= Data excerpts =

──────

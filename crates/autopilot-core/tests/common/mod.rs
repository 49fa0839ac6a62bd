#![allow(dead_code)]

use std::sync::Arc;

use autopilot_core::config::{PipelineConfig, SimulationProfile};
use autopilot_core::domain::{TaskId, TaskRow};
use autopilot_core::ports::{
    FixedClock, InstantSleeper, SeededRandom, SequentialIdGenerator, Sleeper,
};
use autopilot_core::{Pipeline, PipelineBuilder};
use chrono::{TimeZone, Utc};

/// Deterministic pipeline: sequential ids, fixed clock, seeded rng, no real waiting.
pub fn pipeline(seed: u64, simulation: SimulationProfile) -> Pipeline {
    pipeline_with_sleeper(seed, simulation, Arc::new(InstantSleeper))
}

/// Same as `pipeline`, with the given sleeper.
pub fn pipeline_with_sleeper(
    seed: u64,
    simulation: SimulationProfile,
    sleeper: Arc<dyn Sleeper>,
) -> Pipeline {
    let config = PipelineConfig {
        simulation,
        ..PipelineConfig::default()
    };
    PipelineBuilder::new(config)
        .clock(Arc::new(FixedClock::new(
            Utc.with_ymd_and_hms(2024, 1, 31, 9, 0, 0).unwrap(),
        )))
        .random(Arc::new(SeededRandom::new(seed)))
        .sleeper(sleeper)
        .ids(Arc::new(SequentialIdGenerator::new()))
        .build()
        .unwrap()
}

/// Ingests `n` rows `LE-001`, `LE-002`, ... as one batch.
pub async fn ingest(pipeline: &Pipeline, n: usize) -> Vec<TaskId> {
    let rows = (1..=n)
        .map(|i| TaskRow::new("ORG-1", format!("CMP-{i}"), format!("LE-{i:03}")))
        .collect();
    pipeline
        .store
        .ingest_rows("January payroll", rows)
        .await
        .unwrap()
        .task_ids
}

──────

= Description of the task =
Once you have read the records, repeat them all exactly.

= Response box =
filename crates/autopilot-core/tests/common/mod.rs
repository 49fa0839ac6a62bd
#![allow(dead_code)]

use std::sync::Arc;

use autopilot_core::config::{PipelineConfig, SimulationProfile};
use autopilot_core::domain::{TaskId, TaskRow};
use autopilot_core::ports::{
    FixedClock, InstantSleeper, SeededRandom, SequentialIdGenerator, Sleeper,
};
use autopilot_core::{Pipeline, PipelineBuilder};
use chrono::{TimeZone, Utc};

/// Deterministic pipeline: sequential ids, fixed clock, seeded rng, no real waiting.
pub fn pipeline(seed: u64, simulation: SimulationProfile) -> Pipeline {
    pipeline_with_sleeper(seed, simulation, Arc::new(InstantSleeper))
}

/// Same as `pipeline`, with the given sleeper.
pub fn pipeline_with_sleeper(
    seed: u64,
    simulation: SimulationProfile,
    sleeper: Arc<dyn Sleeper>,
) -> Pipeline {
    let config = PipelineConfig {
        simulation,
        ..PipelineConfig::default()
    };
    PipelineBuilder::new(config)
        .clock(Arc::new(FixedClock::new(
            Utc.with_ymd_and_hms(2024, 1, 31, 9, 0, 0).unwrap(),
        )))
        .random(Arc::new(SeededRandom::new(seed)))
        .sleeper(sleeper)
        .ids(Arc::new(SequentialIdGenerator::new()))
        .build()
        .unwrap()
}

/// Ingests `n` rows `LE-001`, `LE-002`, ... as one batch.
pub async fn ingest(pipeline: &Pipeline, n: usize) -> Vec<TaskId> {
    let rows = (1..=n)
        .map(|i| TaskRow::new("ORG-1", format!("CMP-{i}"), format!("LE-{i:03}")))
        .collect();
    pipeline
        .store
        .ingest_rows("January payroll", rows)
        .await
        .unwrap()
        .task_ids
}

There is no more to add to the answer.